A Libéria é um país pobre e vive em guerra civil
 Observando a notícia que republiquei acima, nota-se que o navio possui bandeira liberiana, acobertando muitas vezes grandes empresas europeias que se utilizam de equipamentos adquiridos e registrados em outros países. Trocando em miúdos, é como se eu comprasse um caminhão em São Paulo, mas o emplacasse em Sergipe, para fazer transporte de mercadorias entre estes dois estados e quisesse despistar qualquer vínculo dele com a minha localidade, ou dificultar investigações em caso de irregularidades. Detalhe sobre a Libéria: prá quem não sabe, é um minúsculo país na costa da África Ocidental, com uma das mais altas taxas de desnutrição mundiais. Outro aspecto da notícia, e que impacta diretamente na contratação de trabalhadores, é a origem destes. Para fugir à responsabilidade em relação a direitos trabalhistas, eles são contratados vindos das mais variadas nacionalidades, dificultando a fiscalização neste sentido.    

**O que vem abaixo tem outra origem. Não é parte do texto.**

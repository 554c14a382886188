// SPDX-License-Identifier: PMPL-1.0-or-later
// Copyright (c) 2026 Jonathan D.A. Jewell (hyperpolymath) <jonathan.jewell@open.ac.uk>
//
// notarium-service — Orchestration of the Notarium trust layer.
//
// Ties the idempotency store, the timestamp client, the audit-pack builder
// and the blob store together into at-most-once write operations, and runs
// the background sweeper that expires old idempotency entries.

pub mod layout;
pub mod locks;
pub mod service;
pub mod sweeper;

pub use service::{ChecklistReceipt, NotaryService, PackReceipt, ServiceResponse, StampReceipt};
pub use sweeper::spawn_sweeper;
// SPDX-License-Identifier: PMPL-1.0-or-later
// Copyright (c) 2026 Jonathan D.A. Jewell (hyperpolymath) <jonathan.jewell@open.ac.uk>
//
// Exponential backoff for Time-Stamp Authority requests.
//
// Only transient errors (transport failures and the TSA's "waiting" status)
// are retried. Delays double from `base_delay` and are capped at
// `max_delay`, so the gaps between attempts never shrink.

use std::time::Duration;

use notarium_core::config::TimestampConfig;
use notarium_core::error::NotariumError;
use notarium_core::types::ErrorClass;
use tracing::{debug, info, warn};

/// Backoff configuration.
#[derive(Debug, Clone, Copy, PartialEq, Eq)]
pub struct BackoffPolicy {
    /// Total attempts including the first one.
    pub max_attempts: u32,
    /// Delay before the second attempt.
    pub base_delay: Duration,
    /// Maximum delay between attempts.
    pub max_delay: Duration,
}

impl Default for BackoffPolicy {
    fn default() -> Self {
        Self::from_config(&TimestampConfig::default())
    }
}

/// Result of evaluating whether to retry.
#[derive(Debug, Clone, Copy, PartialEq, Eq)]
pub enum RetryDecision {
    /// Retry after this delay.
    RetryAfter(Duration),
    /// Do not retry: the error is permanent.
    GiveUp,
    /// Maximum attempts used up.
    Exhausted,
}

impl BackoffPolicy {
    pub fn from_config(config: &TimestampConfig) -> Self {
        Self {
            max_attempts: config.max_attempts.max(1),
            base_delay: config.base_delay(),
            max_delay: config.max_delay(),
        }
    }

    /// Delay to wait before attempt number `attempt` (1-based).
    ///
    /// ```text
    /// attempt 1:  0
    /// attempt n:  min(base * 2^(n-2), max)
    /// ```
    pub fn delay_before(&self, attempt: u32) -> Duration {
        if attempt <= 1 {
            return Duration::ZERO;
        }
        let shift = (attempt - 2).min(32);
        let factor = 1u32.checked_shl(shift).unwrap_or(u32::MAX);
        self.base_delay
            .checked_mul(factor)
            .unwrap_or(self.max_delay)
            .min(self.max_delay)
    }

    /// Decide what to do after attempt number `attempt` failed with `err`.
    pub fn should_retry(&self, err: &NotariumError, attempt: u32) -> RetryDecision {
        match err.class() {
            ErrorClass::Permanent => {
                info!(reason = err.reason_code(), "permanent error, not retrying");
                RetryDecision::GiveUp
            }
            ErrorClass::Transient if attempt >= self.max_attempts => {
                warn!(attempt, max = self.max_attempts, "attempt limit exhausted");
                RetryDecision::Exhausted
            }
            ErrorClass::Transient => {
                let delay = self.delay_before(attempt + 1);
                debug!(attempt, delay_ms = delay.as_millis() as u64, "scheduling retry");
                RetryDecision::RetryAfter(delay)
            }
        }
    }
}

Portanto, não é exclusividade brasileira a existência do trabalho escravo nas mais diversas atividades. Este tipo de trabalho também se perpetua em âmbito internacional, e singra os mares diariamente, carregando riquezas de um continente a outro sob o manto da exploração do homem pelo próprio homem. E como um camaleão, se modifica e adquire requintes apropriados para fugir das autoridades.


Trabalho escravo: uma mancha na nossa sociedade!